■ Exercise goal
Find all lines in the records that include the word "SwaggerUi", and copy them out.

■ Dataset excerpts
● ● ● ● ●

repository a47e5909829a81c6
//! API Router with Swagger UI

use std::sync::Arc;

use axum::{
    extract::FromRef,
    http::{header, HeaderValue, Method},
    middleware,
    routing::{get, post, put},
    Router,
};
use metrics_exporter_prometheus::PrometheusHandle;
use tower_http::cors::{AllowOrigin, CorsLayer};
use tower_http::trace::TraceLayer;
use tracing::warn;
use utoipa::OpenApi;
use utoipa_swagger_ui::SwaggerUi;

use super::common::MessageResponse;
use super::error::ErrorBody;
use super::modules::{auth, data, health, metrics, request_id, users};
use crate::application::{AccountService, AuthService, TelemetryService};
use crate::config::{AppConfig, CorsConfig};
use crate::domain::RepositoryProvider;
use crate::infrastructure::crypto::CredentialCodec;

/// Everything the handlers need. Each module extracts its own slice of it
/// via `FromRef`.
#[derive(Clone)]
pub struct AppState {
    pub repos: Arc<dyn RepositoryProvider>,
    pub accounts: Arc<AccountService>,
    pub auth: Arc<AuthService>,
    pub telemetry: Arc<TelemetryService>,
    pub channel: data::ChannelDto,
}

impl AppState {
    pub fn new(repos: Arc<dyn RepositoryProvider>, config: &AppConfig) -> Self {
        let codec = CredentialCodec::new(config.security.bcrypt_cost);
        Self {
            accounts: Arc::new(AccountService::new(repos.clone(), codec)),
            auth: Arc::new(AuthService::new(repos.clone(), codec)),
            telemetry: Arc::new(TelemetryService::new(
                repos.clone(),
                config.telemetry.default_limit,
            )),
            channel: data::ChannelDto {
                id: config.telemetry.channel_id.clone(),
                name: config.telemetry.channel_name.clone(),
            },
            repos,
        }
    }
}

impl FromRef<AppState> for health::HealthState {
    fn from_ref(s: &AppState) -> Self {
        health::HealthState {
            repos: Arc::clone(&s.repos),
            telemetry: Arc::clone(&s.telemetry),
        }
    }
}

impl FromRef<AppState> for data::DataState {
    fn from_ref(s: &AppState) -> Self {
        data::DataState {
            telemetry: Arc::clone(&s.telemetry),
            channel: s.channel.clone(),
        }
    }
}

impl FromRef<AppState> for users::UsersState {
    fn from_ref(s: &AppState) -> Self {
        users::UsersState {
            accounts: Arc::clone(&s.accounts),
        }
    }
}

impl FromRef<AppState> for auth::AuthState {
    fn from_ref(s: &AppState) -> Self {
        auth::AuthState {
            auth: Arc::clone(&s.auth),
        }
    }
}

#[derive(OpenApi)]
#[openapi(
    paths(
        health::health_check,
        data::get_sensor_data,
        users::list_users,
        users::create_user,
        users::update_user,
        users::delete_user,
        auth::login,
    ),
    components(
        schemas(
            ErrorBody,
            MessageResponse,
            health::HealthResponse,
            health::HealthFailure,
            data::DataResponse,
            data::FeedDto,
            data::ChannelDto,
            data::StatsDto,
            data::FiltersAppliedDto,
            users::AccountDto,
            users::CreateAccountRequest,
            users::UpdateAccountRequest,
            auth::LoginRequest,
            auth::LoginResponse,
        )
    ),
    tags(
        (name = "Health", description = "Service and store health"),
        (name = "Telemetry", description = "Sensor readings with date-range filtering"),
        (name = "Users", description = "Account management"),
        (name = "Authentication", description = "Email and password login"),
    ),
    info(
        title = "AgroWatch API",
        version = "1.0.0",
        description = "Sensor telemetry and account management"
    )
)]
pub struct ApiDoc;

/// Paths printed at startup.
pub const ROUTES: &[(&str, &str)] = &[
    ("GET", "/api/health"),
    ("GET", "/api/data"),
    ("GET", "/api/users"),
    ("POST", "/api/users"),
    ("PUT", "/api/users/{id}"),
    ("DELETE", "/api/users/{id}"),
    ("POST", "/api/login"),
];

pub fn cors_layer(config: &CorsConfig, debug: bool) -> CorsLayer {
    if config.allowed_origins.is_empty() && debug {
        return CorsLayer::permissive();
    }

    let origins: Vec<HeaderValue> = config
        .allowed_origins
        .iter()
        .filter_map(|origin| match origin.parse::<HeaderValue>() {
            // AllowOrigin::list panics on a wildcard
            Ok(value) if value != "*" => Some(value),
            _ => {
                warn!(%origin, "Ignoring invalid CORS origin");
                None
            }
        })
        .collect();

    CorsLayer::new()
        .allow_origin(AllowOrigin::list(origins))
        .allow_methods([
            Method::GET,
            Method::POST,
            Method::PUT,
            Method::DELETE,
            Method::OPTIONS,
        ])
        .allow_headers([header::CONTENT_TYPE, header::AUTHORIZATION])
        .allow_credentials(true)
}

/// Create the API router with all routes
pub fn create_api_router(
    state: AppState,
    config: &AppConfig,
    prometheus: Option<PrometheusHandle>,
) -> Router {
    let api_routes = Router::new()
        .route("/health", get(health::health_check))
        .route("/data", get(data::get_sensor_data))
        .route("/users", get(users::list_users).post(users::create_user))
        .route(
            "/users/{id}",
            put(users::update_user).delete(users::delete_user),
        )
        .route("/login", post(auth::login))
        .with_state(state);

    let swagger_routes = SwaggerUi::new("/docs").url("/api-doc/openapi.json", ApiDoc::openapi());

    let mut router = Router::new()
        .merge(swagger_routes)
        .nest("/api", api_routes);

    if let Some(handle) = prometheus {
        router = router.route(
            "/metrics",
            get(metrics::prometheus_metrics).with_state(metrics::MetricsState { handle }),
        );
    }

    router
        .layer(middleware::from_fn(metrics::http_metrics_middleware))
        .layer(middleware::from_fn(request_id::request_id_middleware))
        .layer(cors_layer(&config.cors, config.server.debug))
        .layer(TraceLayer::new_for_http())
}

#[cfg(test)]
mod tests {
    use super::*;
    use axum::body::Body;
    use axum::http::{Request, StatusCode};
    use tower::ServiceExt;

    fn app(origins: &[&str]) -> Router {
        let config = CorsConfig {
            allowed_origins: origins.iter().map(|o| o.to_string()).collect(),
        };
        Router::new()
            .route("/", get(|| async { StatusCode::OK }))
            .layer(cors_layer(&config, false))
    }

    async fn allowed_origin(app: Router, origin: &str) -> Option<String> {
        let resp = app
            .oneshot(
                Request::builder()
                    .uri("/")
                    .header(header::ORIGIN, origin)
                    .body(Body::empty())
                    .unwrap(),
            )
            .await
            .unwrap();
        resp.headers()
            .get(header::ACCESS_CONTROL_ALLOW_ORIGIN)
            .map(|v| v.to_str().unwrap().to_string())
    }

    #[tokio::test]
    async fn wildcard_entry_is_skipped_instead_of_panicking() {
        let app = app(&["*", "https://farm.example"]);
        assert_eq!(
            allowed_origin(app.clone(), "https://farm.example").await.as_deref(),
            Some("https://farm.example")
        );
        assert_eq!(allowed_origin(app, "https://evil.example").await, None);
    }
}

● ● ● ● ●

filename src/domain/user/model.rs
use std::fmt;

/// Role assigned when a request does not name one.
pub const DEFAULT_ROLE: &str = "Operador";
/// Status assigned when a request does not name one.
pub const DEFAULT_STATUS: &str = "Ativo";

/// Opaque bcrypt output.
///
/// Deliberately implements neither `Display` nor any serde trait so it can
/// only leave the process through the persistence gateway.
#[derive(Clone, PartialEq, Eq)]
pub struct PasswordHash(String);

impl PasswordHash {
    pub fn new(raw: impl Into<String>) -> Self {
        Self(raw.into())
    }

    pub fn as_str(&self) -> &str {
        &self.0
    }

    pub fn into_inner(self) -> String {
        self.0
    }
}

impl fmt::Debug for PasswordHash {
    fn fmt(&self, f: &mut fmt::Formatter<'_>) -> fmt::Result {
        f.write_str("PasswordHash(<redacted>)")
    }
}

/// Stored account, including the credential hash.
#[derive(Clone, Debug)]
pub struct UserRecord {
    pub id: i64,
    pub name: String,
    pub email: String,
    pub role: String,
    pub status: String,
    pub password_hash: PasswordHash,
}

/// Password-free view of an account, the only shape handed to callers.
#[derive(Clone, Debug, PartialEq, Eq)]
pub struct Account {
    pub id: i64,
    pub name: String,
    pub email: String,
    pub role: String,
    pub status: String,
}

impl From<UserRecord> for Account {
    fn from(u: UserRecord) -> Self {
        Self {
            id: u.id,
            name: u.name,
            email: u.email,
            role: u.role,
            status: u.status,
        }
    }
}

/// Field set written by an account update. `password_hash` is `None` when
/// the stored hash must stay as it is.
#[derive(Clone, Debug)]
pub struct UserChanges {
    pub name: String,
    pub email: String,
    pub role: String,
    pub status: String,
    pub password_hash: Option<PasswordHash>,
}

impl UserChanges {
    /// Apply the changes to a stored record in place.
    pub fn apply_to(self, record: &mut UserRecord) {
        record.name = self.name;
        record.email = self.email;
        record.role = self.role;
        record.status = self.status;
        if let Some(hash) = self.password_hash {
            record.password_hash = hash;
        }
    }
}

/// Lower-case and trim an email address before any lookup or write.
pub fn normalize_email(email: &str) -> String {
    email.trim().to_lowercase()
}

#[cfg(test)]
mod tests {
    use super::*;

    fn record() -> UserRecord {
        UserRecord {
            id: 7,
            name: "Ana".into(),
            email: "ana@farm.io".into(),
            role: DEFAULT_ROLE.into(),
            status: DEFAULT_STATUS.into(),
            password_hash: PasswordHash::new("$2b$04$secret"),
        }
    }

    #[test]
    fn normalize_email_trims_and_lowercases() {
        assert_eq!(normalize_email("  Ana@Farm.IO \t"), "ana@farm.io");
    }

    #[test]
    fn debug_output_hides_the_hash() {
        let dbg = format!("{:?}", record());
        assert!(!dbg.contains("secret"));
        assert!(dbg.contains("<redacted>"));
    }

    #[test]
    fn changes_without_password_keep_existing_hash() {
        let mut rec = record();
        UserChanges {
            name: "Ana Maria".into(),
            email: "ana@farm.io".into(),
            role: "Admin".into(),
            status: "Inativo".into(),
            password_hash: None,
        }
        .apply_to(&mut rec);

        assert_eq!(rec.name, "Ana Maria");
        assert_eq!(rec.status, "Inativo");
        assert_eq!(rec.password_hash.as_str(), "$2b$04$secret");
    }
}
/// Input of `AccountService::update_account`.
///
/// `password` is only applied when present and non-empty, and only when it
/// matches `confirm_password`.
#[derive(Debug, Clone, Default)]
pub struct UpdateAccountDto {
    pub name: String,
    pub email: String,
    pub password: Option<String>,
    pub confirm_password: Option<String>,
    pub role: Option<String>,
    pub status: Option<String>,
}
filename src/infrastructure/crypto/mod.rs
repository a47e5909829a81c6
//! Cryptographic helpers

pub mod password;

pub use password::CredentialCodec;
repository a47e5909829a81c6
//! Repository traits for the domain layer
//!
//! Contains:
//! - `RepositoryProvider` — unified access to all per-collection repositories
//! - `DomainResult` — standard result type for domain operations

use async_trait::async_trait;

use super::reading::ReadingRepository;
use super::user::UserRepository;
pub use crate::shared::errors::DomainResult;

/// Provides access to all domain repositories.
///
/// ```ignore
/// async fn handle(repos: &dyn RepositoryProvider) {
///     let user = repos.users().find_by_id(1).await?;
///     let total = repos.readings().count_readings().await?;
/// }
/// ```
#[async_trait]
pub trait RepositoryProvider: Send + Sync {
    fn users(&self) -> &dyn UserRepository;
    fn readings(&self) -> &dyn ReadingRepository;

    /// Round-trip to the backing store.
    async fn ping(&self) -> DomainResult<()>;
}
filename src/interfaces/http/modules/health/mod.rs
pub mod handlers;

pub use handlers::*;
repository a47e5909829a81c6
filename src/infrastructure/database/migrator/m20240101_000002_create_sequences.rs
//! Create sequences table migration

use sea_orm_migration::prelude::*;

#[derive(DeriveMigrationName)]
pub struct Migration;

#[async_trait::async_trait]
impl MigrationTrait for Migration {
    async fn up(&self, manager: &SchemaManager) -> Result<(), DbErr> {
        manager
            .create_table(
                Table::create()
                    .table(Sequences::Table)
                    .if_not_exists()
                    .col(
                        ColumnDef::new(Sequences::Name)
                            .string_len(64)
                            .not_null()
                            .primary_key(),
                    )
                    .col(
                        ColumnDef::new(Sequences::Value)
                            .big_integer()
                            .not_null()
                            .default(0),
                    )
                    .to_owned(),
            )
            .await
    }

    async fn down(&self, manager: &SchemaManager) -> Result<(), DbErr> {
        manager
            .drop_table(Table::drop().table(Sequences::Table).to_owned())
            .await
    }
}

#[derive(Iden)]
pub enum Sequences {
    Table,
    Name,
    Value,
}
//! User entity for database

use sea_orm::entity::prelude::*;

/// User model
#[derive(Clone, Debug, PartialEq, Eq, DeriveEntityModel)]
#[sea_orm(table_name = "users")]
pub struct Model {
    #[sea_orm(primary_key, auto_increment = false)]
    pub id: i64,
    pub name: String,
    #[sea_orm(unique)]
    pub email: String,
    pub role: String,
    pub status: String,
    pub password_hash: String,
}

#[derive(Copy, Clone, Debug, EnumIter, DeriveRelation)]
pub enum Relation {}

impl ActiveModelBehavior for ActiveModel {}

● ● ● ● ●

■ The answer
use utoipa_swagger_ui::SwaggerUi;
    let swagger_routes = SwaggerUi::new("/docs").url("/api-doc/openapi.json", ApiDoc::openapi());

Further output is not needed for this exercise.